Co-authored with Patrick Mutchler.
MetaPhone is a crowdsourced study of phone metadata. If you own an Android smartphone, please consider participating. In earlier posts, we reported how automated analysis of call and text activity can reveal private relationships, as well as how phone subscribers are closely interconnected.
“You have my telephone number connecting with your telephone number,” explained President Obama in a PBS interview. “[T]here are no names . . . in that database.”
Versions of this argument have appeared frequently in debates over the NSA’s domestic phone metadata program. The factual premise is that the NSA only compels disclosure of numbers, not names. One might conclude, then, that there isn’t much cause for privacy concern.
This line of reasoning has drawn sharp criticism. In a declaration for the ACLU, Ed Felten noted:
Although officials have insisted that the orders issued under the telephony metadata program do not compel the production of customers’ names, it would be trivial for the government to correlate many telephone numbers with subscriber names using publicly available sources. The government also has available to it a number of legal tools to compel service providers to produce their customer’s information, including their names.

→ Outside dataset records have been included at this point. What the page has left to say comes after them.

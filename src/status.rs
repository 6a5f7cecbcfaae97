use crate::filter::FilterDirection;
use serde::{Deserialize, Serialize};

/// Snapshot of a filter's progress, for logs and the CLI summary
#[derive(Serialize, Deserialize, Clone, Debug, PartialEq)]
pub struct FilterStatus {
    /// Observations consumed so far (== length of the result log)
    pub position: usize,

    /// Observations buffered, consumed or not
    pub buffered: usize,

    /// Rows currently flagged as outliers in the result log.
    /// Recovery may rewrite past flags, so this is recomputed, not accumulated.
    pub outliers_flagged: usize,

    /// Current consecutive-outlier streak
    pub outliers_in_a_row: usize,

    /// Completed backward/forward recovery cycles
    pub recoveries: usize,

    /// Direction of the last pass
    pub direction: FilterDirection,

    /// True for a throwaway recovery sub-filter
    pub for_recovery: bool,
}

impl Default for FilterStatus {
    fn default() -> Self {
        FilterStatus {
            position: 0,
            buffered: 0,
            outliers_flagged: 0,
            outliers_in_a_row: 0,
            recoveries: 0,
            direction: FilterDirection::Forward,
            for_recovery: false,
        }
    }
}

#[cfg(test)]
mod tests {
    use super::*;

    #[test]
    fn test_filter_status_default() {
        let status = FilterStatus::default();
        assert_eq!(status.position, 0);
        assert_eq!(status.recoveries, 0);
        assert_eq!(status.direction, FilterDirection::Forward);
        assert!(!status.for_recovery);
    }

    #[test]
    fn test_filter_status_serde_roundtrip() {
        let mut status = FilterStatus::default();
        status.position = 42;
        status.recoveries = 2;
        status.direction = FilterDirection::Backward;

        let json = serde_json::to_string(&status).expect("serialize failed");
        assert!(json.contains("\"backward\""));
        let restored: FilterStatus = serde_json::from_str(&json).expect("deserialize failed");

        assert_eq!(restored, status);
    }
}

When Judge Richard Leon granted a preliminary injunction against the program last week, he expressed a similar view:
The Government maintains that the metadata the NSA collects does not contain personal identifying information associated with each phone number, and in order to get that information the FBI must issue a national security letter (“NSL”) to the phone company. . . . Of course, NSLs do not require any judicial oversight . . . meaning they are hardly a check on potential abuses of the metadata collection. There is also nothing stopping the Government from skipping the NSL step altogether and using public databases or any of its other vast resources to match phone numbers with subscribers.
(Senator Dianne Feinstein issued a statement in response, reiterating that “no names” are coerced from the phone companies in bulk.)

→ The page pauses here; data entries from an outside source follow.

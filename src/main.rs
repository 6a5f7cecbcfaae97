use anyhow::{bail, Context, Result};
use clap::Parser;
use log::{info, warn};
use outlier_recovery::export::flatten_results;
use outlier_recovery::{AdaptiveBoundsAlgorithm, FilterConfig, ObservationRow, OutlierFilter, RowIndex};
use serde::Deserialize;
use std::fs;
use std::path::{Path, PathBuf};

#[derive(Parser, Debug)]
#[command(author, version, about, long_about = None)]
struct Args {
    /// JSON array of observations: bare numbers or {"index": .., "values": [..]}
    #[arg(short, long)]
    input: PathBuf,

    /// JSON filter configuration (defaults are used when omitted)
    #[arg(short, long)]
    config: Option<PathBuf>,

    /// Where to write the flattened results (stdout when omitted)
    #[arg(short, long)]
    output: Option<PathBuf>,
}

#[derive(Deserialize)]
#[serde(untagged)]
enum InputRecord {
    Value(f64),
    Row(ObservationRow),
}

fn load_observations(path: &Path) -> Result<Vec<ObservationRow>> {
    let text = fs::read_to_string(path).with_context(|| format!("Failed to read input {}", path.display()))?;
    let records: Vec<InputRecord> =
        serde_json::from_str(&text).with_context(|| format!("Failed to parse input {}", path.display()))?;
    Ok(records
        .into_iter()
        .enumerate()
        .map(|(i, record)| match record {
            InputRecord::Value(v) => ObservationRow::scalar(RowIndex::Sequence(i as i64), v),
            InputRecord::Row(row) => row,
        })
        .collect())
}

fn main() -> Result<()> {
    env_logger::builder()
        .format_timestamp(None)
        .filter_level(log::LevelFilter::Info)
        .parse_default_env()
        .init();

    let args = Args::parse();

    let config = match &args.config {
        Some(path) => FilterConfig::load(path)?,
        None => FilterConfig::default(),
    };
    info!("[Main] Control parameters: {:?}", config.control);

    let observations = load_observations(&args.input)?;
    if observations.is_empty() {
        bail!("No observations in {}", args.input.display());
    }

    let n_calibration = ((observations.len() as f64 * config.calibration_fraction).ceil() as usize)
        .clamp(1, observations.len());
    let calibration: Vec<f64> = observations[..n_calibration]
        .iter()
        .filter_map(|row| row.values.first().copied())
        .filter(|v| v.is_finite())
        .collect();
    if calibration.len() < 4 {
        warn!("[Main] Only {} calibration samples, fit will be poor", calibration.len());
    }

    let mut filter = OutlierFilter::new(
        AdaptiveBoundsAlgorithm::new(config.bound_check),
        config.signal.signal_model()?,
        config.uncertainty.uncertainty_model()?,
        config.control,
    );
    filter
        .calibrate_models(&calibration)
        .context("Model calibration failed")?;

    filter.add_observations(observations);
    filter.update_filter().context("Filtering failed")?;

    let status = filter.status();
    info!(
        "[Main] Filtered {} rows: {} outliers flagged, {} recoveries",
        status.position, status.outliers_flagged, status.recoveries
    );

    let json = serde_json::to_string_pretty(&flatten_results(filter.results()))?;
    match &args.output {
        Some(path) => {
            fs::write(path, json).with_context(|| format!("Failed to write {}", path.display()))?;
            info!("[Main] Results written to {}", path.display());
        }
        None => println!("{}", json),
    }

    Ok(())
}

So, just how easy is it to identify a phone number?
Trivial, we found. We randomly sampled 5,000 numbers from our crowdsourced MetaPhone dataset and queried the Yelp, Google Places, and Facebook directories. With little marginal effort and just those three sources—all free and public—we matched 1,356 (27.1%) of the numbers. Specifically, there were 378 hits (7.6%) on Yelp, 684 (13.7%) on Google Places, and 618 (12.3%) on Facebook.
What about if an organization were willing to put in some manpower? To conservatively approximate human analysis, we randomly sampled 100 numbers from our dataset, then ran Google searches on each. In under an hour, we were able to associate an individual or a business with 60 of the 100 numbers. When we added in our three initial sources, we were up to 73.
How about if money were no object? We don’t have the budget or credentials to access a premium data aggregator, so we ran our 100 numbers with Intelius, a cheap consumer-oriented service. 74 matched.1 Between Intelius, Google search, and our three initial sources, we associated a name with 91 of the 100 numbers.
If a few academic researchers can get this far this quickly, it’s difficult to believe the NSA would have any trouble identifying the overwhelming majority of American phone numbers.